(TASK BRIEF)
Scan the data below and copy each line where "server" occurs.
---------- EXTRACTED DATA
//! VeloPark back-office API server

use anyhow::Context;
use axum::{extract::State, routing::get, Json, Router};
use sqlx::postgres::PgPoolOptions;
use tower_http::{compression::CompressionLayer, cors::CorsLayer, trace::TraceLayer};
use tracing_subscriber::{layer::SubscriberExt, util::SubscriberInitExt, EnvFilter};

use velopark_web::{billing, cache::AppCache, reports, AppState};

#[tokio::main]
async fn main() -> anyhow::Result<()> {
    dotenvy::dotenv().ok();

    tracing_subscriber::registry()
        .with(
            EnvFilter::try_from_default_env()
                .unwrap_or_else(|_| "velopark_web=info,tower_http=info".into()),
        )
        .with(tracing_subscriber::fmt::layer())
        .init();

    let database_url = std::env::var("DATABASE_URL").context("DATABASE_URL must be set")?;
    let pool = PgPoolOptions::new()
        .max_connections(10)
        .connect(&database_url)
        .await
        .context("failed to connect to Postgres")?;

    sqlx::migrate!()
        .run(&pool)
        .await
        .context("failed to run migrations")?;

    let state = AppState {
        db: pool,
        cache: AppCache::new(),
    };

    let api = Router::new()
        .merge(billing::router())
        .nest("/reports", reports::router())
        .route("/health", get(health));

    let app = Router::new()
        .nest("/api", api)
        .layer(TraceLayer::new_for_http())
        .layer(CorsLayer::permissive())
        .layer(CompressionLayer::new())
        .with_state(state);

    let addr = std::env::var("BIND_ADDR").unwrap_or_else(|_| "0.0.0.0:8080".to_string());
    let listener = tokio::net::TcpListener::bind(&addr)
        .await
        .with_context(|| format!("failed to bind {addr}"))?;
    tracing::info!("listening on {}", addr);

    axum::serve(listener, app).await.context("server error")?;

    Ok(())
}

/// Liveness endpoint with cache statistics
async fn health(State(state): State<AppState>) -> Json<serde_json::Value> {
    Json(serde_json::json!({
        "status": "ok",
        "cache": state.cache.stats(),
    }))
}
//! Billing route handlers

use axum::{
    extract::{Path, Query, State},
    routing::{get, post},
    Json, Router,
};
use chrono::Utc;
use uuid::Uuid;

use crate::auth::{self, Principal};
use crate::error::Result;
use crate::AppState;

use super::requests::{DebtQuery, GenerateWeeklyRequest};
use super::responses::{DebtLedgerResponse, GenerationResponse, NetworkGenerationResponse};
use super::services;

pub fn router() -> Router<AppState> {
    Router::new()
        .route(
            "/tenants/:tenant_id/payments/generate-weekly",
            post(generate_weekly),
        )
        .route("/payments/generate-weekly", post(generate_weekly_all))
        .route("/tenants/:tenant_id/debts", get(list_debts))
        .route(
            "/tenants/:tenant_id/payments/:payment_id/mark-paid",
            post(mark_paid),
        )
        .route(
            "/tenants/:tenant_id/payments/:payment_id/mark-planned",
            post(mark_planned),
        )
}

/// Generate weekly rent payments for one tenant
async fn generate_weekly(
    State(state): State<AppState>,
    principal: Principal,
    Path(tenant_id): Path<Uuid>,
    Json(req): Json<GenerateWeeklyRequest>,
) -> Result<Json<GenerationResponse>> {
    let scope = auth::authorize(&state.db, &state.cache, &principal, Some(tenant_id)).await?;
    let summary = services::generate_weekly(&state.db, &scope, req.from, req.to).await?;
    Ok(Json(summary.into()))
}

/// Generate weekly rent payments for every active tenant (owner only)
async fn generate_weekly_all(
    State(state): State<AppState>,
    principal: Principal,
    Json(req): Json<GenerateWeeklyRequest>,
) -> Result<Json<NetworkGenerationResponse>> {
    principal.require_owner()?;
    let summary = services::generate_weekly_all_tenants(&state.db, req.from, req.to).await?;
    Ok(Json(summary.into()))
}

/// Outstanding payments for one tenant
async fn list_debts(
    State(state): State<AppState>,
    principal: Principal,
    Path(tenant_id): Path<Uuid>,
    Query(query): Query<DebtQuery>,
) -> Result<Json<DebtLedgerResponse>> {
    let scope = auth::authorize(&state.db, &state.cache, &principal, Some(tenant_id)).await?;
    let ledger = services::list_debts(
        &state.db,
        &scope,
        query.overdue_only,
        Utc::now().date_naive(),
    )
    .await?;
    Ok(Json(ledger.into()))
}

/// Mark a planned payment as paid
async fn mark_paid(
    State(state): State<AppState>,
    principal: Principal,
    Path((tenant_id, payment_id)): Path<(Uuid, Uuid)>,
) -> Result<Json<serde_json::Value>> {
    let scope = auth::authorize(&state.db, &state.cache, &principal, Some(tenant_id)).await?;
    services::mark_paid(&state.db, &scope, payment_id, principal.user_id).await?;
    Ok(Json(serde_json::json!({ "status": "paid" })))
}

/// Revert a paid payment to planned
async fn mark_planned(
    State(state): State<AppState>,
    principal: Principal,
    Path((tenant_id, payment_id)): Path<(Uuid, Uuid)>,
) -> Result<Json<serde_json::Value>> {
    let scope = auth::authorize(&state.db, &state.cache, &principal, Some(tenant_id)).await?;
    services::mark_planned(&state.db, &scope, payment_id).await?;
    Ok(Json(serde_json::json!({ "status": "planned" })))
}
--------------------
(RESULT BELOW)
//! VeloPark back-office API server
    axum::serve(listener, app).await.context("server error")?;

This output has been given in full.